What is epilepsy?
Epilepsy actively affects about 1 in 200 people and is a tendency towards recurrent “seizures’.
A seizure is a convulsion or transient abnormal event from episodic discharge of high frequency impulses in the brain, or a part of it. Various types of seizures occur, their symptoms characterised by the location and extent of the discharges.
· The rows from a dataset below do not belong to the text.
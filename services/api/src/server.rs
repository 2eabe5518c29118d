use crate::cli::ServeArgs;
use crate::infra::AppState;
use crate::routes::ad_routes;
use axum::Extension;
use axum_prometheus::PrometheusMetricLayer;
use job_ad::config::AppConfig;
use job_ad::error::AppError;
use job_ad::telemetry;
use std::sync::atomic::{AtomicBool, Ordering};
use std::sync::Arc;
use tracing::info;

pub(crate) async fn run(mut args: ServeArgs) -> Result<(), AppError> {
    let mut config = AppConfig::load()?;

    if let Some(host) = args.host.take() {
        config.server.host = host;
    }
    if let Some(port) = args.port.take() {
        config.server.port = port;
    }

    telemetry::init(&config.telemetry)?;

    let (prometheus_layer, prometheus_handle) = PrometheusMetricLayer::pair();
    let readiness_flag = Arc::new(AtomicBool::new(false));
    let app_state = AppState {
        readiness: readiness_flag.clone(),
        metrics: Arc::new(prometheus_handle),
    };

    let app = ad_routes()
        .layer(Extension(app_state))
        .layer(prometheus_layer);

    let addr = config.server.socket_addr()?;
    let listener = tokio::net::TcpListener::bind(addr).await?;
    readiness_flag.store(true, Ordering::Release);

    info!(?config.environment, %addr, "job ad service ready");

    axum::serve(listener, app).await?;
    Ok(())
}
It is important to understand that having a single seizure is not sufficient to make a diagnosis of epilepsy. It is the tendency towards recurrent seizures that defines the condition. Many acute medical emergencies may present as tonic clonic seizures in response to traumatic, metabolic or infective processes. In these cases, there may be no underlying susceptibility to seizures.
Therefore the diagnosis of epilepsy can only be made if more than one attack occurs.
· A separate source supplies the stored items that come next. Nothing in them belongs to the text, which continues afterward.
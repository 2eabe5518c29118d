use crate::report::{run_validate, ValidateArgs};
use crate::server;
use clap::{Args, Parser, Subcommand};
use job_ad::error::AppError;

#[derive(Parser, Debug)]
#[command(
    name = "Job Ad Service",
    about = "Serve and exercise job advertisement validation from the command line",
    version
)]
struct Cli {
    #[command(subcommand)]
    command: Option<Command>,
}

#[derive(Subcommand, Debug)]
enum Command {
    /// Start the HTTP service (default command)
    Serve(ServeArgs),
    /// Validate the example ad, or a packet read from disk, and print the report
    Validate(ValidateArgs),
}

#[derive(Args, Debug, Default)]
pub(crate) struct ServeArgs {
    /// Override the configured host for the HTTP server
    #[arg(long)]
    pub(crate) host: Option<String>,
    /// Override the configured port for the HTTP server
    #[arg(long)]
    pub(crate) port: Option<u16>,
}

pub(crate) async fn run() -> Result<(), AppError> {
    let cli = Cli::parse();
    let command = cli
        .command
        .unwrap_or_else(|| Command::Serve(ServeArgs::default()));

    match command {
        Command::Serve(args) => server::run(args).await,
        Command::Validate(args) => run_validate(args),
    }
}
Diagnosis requires evidence of recurrent seizures unprovoked by other identifiable causes
Reckless labelling of patients as “epileptic” has huge social, financial and medical implications and should not be made lightly.
What are possible treatment options for epilepsy?
For 75% of those with epilepsy, drug treatment can completely control symptoms but side effects and interactions are common especially with older drugs. However, 10% of patients still have frequent fits during treatment.
Anti-epileptic drugs have common ADRs, some serious.
DDIs: some positive combined with other AEDs, often significant negative pharmacokinetic interactions
Epilepsies should be viewed as a symptom of underlying neurological disorder and not a single disease entity.
Common condition. Prevalence estimates about 0.5-1.0% (`450,000 in UK) with some form of epilepsy.
Chronic epilepsy – 500 sudden deaths / year in UK
Therapeutics currently effective for about 75%
Vagal Nerve Stimulation: in some cases, where patients are refractory to AEDs, is effective.
What could epilepsy be caused by?
Epilepsy can be caused due to
Increased excitatory activity, decreased inhibitory activity and/or loss of homeostatic control => spread of neuronal hyperactivity
What are the two main types of seizures?
During a seizure, large groups of neurones are activated repetitively, unrestrictedly and hyper-synchronously, with inhibitory neurones failing. A partial (focal) seizure is confined to one area of the cortex, yet can spread to cause a secondary generalisation. Generalised seizures can also occur as a focal seizure, thus can also be a primary generalised major convulsion. The two main types are described but there is a whole spectrum.
Describe partial seizures
Partial seizures: here the discharges begin in a localised area of the brain. Thus the symptoms reflect the area affected, but might include abnormal sensations or thoughts, a change in behaviour or an involuntary motor action.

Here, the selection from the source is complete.